- **WHAT TO PRODUCE**
What is needed is a word-for-word copy of the records below.

- **AVAILABLE DATA**
▼

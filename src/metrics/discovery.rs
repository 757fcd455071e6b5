//! Zabbix low-level discovery (LLD) documents.
//!
//! Each entity class is announced as one line of the form
//! `- nginx.<class>.discovery {"data":[{"{#MACRO}":"name"},...]}` so that the
//! agent can create per-entity items before the metric lines arrive.

use serde::{
    ser::SerializeMap,
    Serialize,
    Serializer,
};
use std::{
    fmt,
    io,
};

#[derive(Debug, Clone, Copy, PartialEq, Eq, Hash)]
pub enum DiscoveryKind {
    Server,
    Upstream,
    CacheZone,
}

impl DiscoveryKind {
    /// Item key the document is sent under.
    pub fn item_key(&self) -> &'static str {
        match self {
            DiscoveryKind::Server => "nginx.server.discovery",
            DiscoveryKind::Upstream => "nginx.upstream.discovery",
            DiscoveryKind::CacheZone => "nginx.cachezone.discovery",
        }
    }

    /// LLD macro each entry maps to the entity name.
    pub fn macro_name(&self) -> &'static str {
        match self {
            DiscoveryKind::Server => "{#SERVERNAME}",
            DiscoveryKind::Upstream => "{#UPSTREAM}",
            DiscoveryKind::CacheZone => "{#CACHEZONE}",
        }
    }
}

#[derive(Debug, Clone, PartialEq, Eq)]
pub struct DiscoveryEntry {
    pub macro_name: &'static str,
    pub name: String,
}

impl Serialize for DiscoveryEntry {
    fn serialize<S: Serializer>(&self, serializer: S) -> Result<S::Ok, S::Error> {
        let mut map = serializer.serialize_map(Some(1))?;
        map.serialize_entry(self.macro_name, &self.name)?;
        map.end()
    }
}

#[derive(Debug, Clone, PartialEq, Eq, Serialize)]
pub struct DiscoveryDocument {
    #[serde(skip)]
    pub kind: DiscoveryKind,
    pub data: Vec<DiscoveryEntry>,
}

impl DiscoveryDocument {
    pub fn new(kind: DiscoveryKind) -> Self {
        Self { kind, data: Vec::new() }
    }

    pub fn push(&mut self, name: impl Into<String>) {
        self.data.push(DiscoveryEntry {
            macro_name: self.kind.macro_name(),
            name: name.into(),
        });
    }

    pub fn is_empty(&self) -> bool {
        self.data.is_empty()
    }

    pub fn len(&self) -> usize {
        self.data.len()
    }

    /// The document as a sender line, or `None` when there is nothing to announce.
    pub fn to_line(&self) -> Option<String> {
        (!self.is_empty()).then(|| self.to_string())
    }
}

impl DiscoveryDocument {
    /// Compact JSON with `<`, `>`, `&`, U+2028 and U+2029 written as `\uXXXX`
    /// escapes, byte for byte what existing discovery rules were fed.
    pub fn to_json(&self) -> serde_json::Result<String> {
        let mut json = Vec::new();
        self.serialize(&mut serde_json::Serializer::with_formatter(&mut json, HtmlSafeFormatter))?;
        String::from_utf8(json).map_err(serde::ser::Error::custom)
    }
}

impl fmt::Display for DiscoveryDocument {
    fn fmt(&self, f: &mut fmt::Formatter<'_>) -> fmt::Result {
        let json = self.to_json().map_err(|_| fmt::Error)?;
        write!(f, "- {} {}", self.kind.item_key(), json)
    }
}

struct HtmlSafeFormatter;

impl serde_json::ser::Formatter for HtmlSafeFormatter {
    fn write_string_fragment<W>(&mut self, writer: &mut W, fragment: &str) -> io::Result<()>
    where
        W: ?Sized + io::Write,
    {
        let mut start = 0;
        for (index, ch) in fragment.char_indices() {
            let escaped = match ch {
                '<' => "\\u003c",
                '>' => "\\u003e",
                '&' => "\\u0026",
                '\u{2028}' => "\\u2028",
                '\u{2029}' => "\\u2029",
                _ => continue,
            };
            writer.write_all(fragment[start..index].as_bytes())?;
            writer.write_all(escaped.as_bytes())?;
            start = index + ch.len_utf8();
        }
        writer.write_all(fragment[start..].as_bytes())
    }
}

#[cfg(test)]
mod tests {
    use super::*;
    use pretty_assertions::assert_eq;

    #[test]
    fn renders_single_key_objects() {
        let mut document = DiscoveryDocument::new(DiscoveryKind::Upstream);
        document.push("backend");
        document.push("api");
        assert_eq!(
            document.to_line().unwrap(),
            r#"- nginx.upstream.discovery {"data":[{"{#UPSTREAM}":"backend"},{"{#UPSTREAM}":"api"}]}"#
        );
    }

    #[test]
    fn empty_document_has_no_line() {
        assert_eq!(DiscoveryDocument::new(DiscoveryKind::CacheZone).to_line(), None);
    }

    #[test]
    fn html_characters_are_unicode_escaped() {
        let mut document = DiscoveryDocument::new(DiscoveryKind::Server);
        document.push("a<b&c>d");
        document.push("line\u{2028}sep");
        assert_eq!(
            document.to_string(),
            r#"- nginx.server.discovery {"data":[{"{#SERVERNAME}":"a\u003cb\u0026c\u003ed"},{"{#SERVERNAME}":"line\u2028sep"}]}"#
        );
    }

    #[test]
    fn names_are_json_escaped() {
        let mut document = DiscoveryDocument::new(DiscoveryKind::Server);
        document.push(r#"quo"te"#);
        assert_eq!(
            document.to_string(),
            r#"- nginx.server.discovery {"data":[{"{#SERVERNAME}":"quo\"te"}]}"#
        );
    }
}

▲

- **YOUR SOLUTION**
filename src/metrics/discovery.rs
repository 757fcd455071e6b5
//! Zabbix low-level discovery (LLD) documents.
//!
//! Each entity class is announced as one line of the form
//! `- nginx.<class>.discovery {"data":[{"{#MACRO}":"name"},...]}` so that the
//! agent can create per-entity items before the metric lines arrive.

use serde::{
    ser::SerializeMap,
    Serialize,
    Serializer,
};
use std::{
    fmt,
    io,
};

#[derive(Debug, Clone, Copy, PartialEq, Eq, Hash)]
pub enum DiscoveryKind {
    Server,
    Upstream,
    CacheZone,
}

impl DiscoveryKind {
    /// Item key the document is sent under.
    pub fn item_key(&self) -> &'static str {
        match self {
            DiscoveryKind::Server => "nginx.server.discovery",
            DiscoveryKind::Upstream => "nginx.upstream.discovery",
            DiscoveryKind::CacheZone => "nginx.cachezone.discovery",
        }
    }

    /// LLD macro each entry maps to the entity name.
    pub fn macro_name(&self) -> &'static str {
        match self {
            DiscoveryKind::Server => "{#SERVERNAME}",
            DiscoveryKind::Upstream => "{#UPSTREAM}",
            DiscoveryKind::CacheZone => "{#CACHEZONE}",
        }
    }
}

#[derive(Debug, Clone, PartialEq, Eq)]
pub struct DiscoveryEntry {
    pub macro_name: &'static str,
    pub name: String,
}

impl Serialize for DiscoveryEntry {
    fn serialize<S: Serializer>(&self, serializer: S) -> Result<S::Ok, S::Error> {
        let mut map = serializer.serialize_map(Some(1))?;
        map.serialize_entry(self.macro_name, &self.name)?;
        map.end()
    }
}

#[derive(Debug, Clone, PartialEq, Eq, Serialize)]
pub struct DiscoveryDocument {
    #[serde(skip)]
    pub kind: DiscoveryKind,
    pub data: Vec<DiscoveryEntry>,
}

impl DiscoveryDocument {
    pub fn new(kind: DiscoveryKind) -> Self {
        Self { kind, data: Vec::new() }
    }

    pub fn push(&mut self, name: impl Into<String>) {
        self.data.push(DiscoveryEntry {
            macro_name: self.kind.macro_name(),
            name: name.into(),
        });
    }

    pub fn is_empty(&self) -> bool {
        self.data.is_empty()
    }

    pub fn len(&self) -> usize {
        self.data.len()
    }

    /// The document as a sender line, or `None` when there is nothing to announce.
    pub fn to_line(&self) -> Option<String> {
        (!self.is_empty()).then(|| self.to_string())
    }
}

impl DiscoveryDocument {
    /// Compact JSON with `<`, `>`, `&`, U+2028 and U+2029 written as `\uXXXX`
    /// escapes, byte for byte what existing discovery rules were fed.
    pub fn to_json(&self) -> serde_json::Result<String> {
        let mut json = Vec::new();
        self.serialize(&mut serde_json::Serializer::with_formatter(&mut json, HtmlSafeFormatter))?;
        String::from_utf8(json).map_err(serde::ser::Error::custom)
    }
}

impl fmt::Display for DiscoveryDocument {
    fn fmt(&self, f: &mut fmt::Formatter<'_>) -> fmt::Result {
        let json = self.to_json().map_err(|_| fmt::Error)?;
        write!(f, "- {} {}", self.kind.item_key(), json)
    }
}

struct HtmlSafeFormatter;

impl serde_json::ser::Formatter for HtmlSafeFormatter {
    fn write_string_fragment<W>(&mut self, writer: &mut W, fragment: &str) -> io::Result<()>
    where
        W: ?Sized + io::Write,
    {
        let mut start = 0;
        for (index, ch) in fragment.char_indices() {
            let escaped = match ch {
                '<' => "\\u003c",
                '>' => "\\u003e",
                '&' => "\\u0026",
                '\u{2028}' => "\\u2028",
                '\u{2029}' => "\\u2029",
                _ => continue,
            };
            writer.write_all(fragment[start..index].as_bytes())?;
            writer.write_all(escaped.as_bytes())?;
            start = index + ch.len_utf8();
        }
        writer.write_all(fragment[start..].as_bytes())
    }
}

#[cfg(test)]
mod tests {
    use super::*;
    use pretty_assertions::assert_eq;

    #[test]
    fn renders_single_key_objects() {
        let mut document = DiscoveryDocument::new(DiscoveryKind::Upstream);
        document.push("backend");
        document.push("api");
        assert_eq!(
            document.to_line().unwrap(),
            r#"- nginx.upstream.discovery {"data":[{"{#UPSTREAM}":"backend"},{"{#UPSTREAM}":"api"}]}"#
        );
    }

    #[test]
    fn empty_document_has_no_line() {
        assert_eq!(DiscoveryDocument::new(DiscoveryKind::CacheZone).to_line(), None);
    }

    #[test]
    fn html_characters_are_unicode_escaped() {
        let mut document = DiscoveryDocument::new(DiscoveryKind::Server);
        document.push("a<b&c>d");
        document.push("line\u{2028}sep");
        assert_eq!(
            document.to_string(),
            r#"- nginx.server.discovery {"data":[{"{#SERVERNAME}":"a\u003cb\u0026c\u003ed"},{"{#SERVERNAME}":"line\u2028sep"}]}"#
        );
    }

    #[test]
    fn names_are_json_escaped() {
        let mut document = DiscoveryDocument::new(DiscoveryKind::Server);
        document.push(r#"quo"te"#);
        assert_eq!(
            document.to_string(),
            r#"- nginx.server.discovery {"data":[{"{#SERVERNAME}":"quo\"te"}]}"#
        );
    }
}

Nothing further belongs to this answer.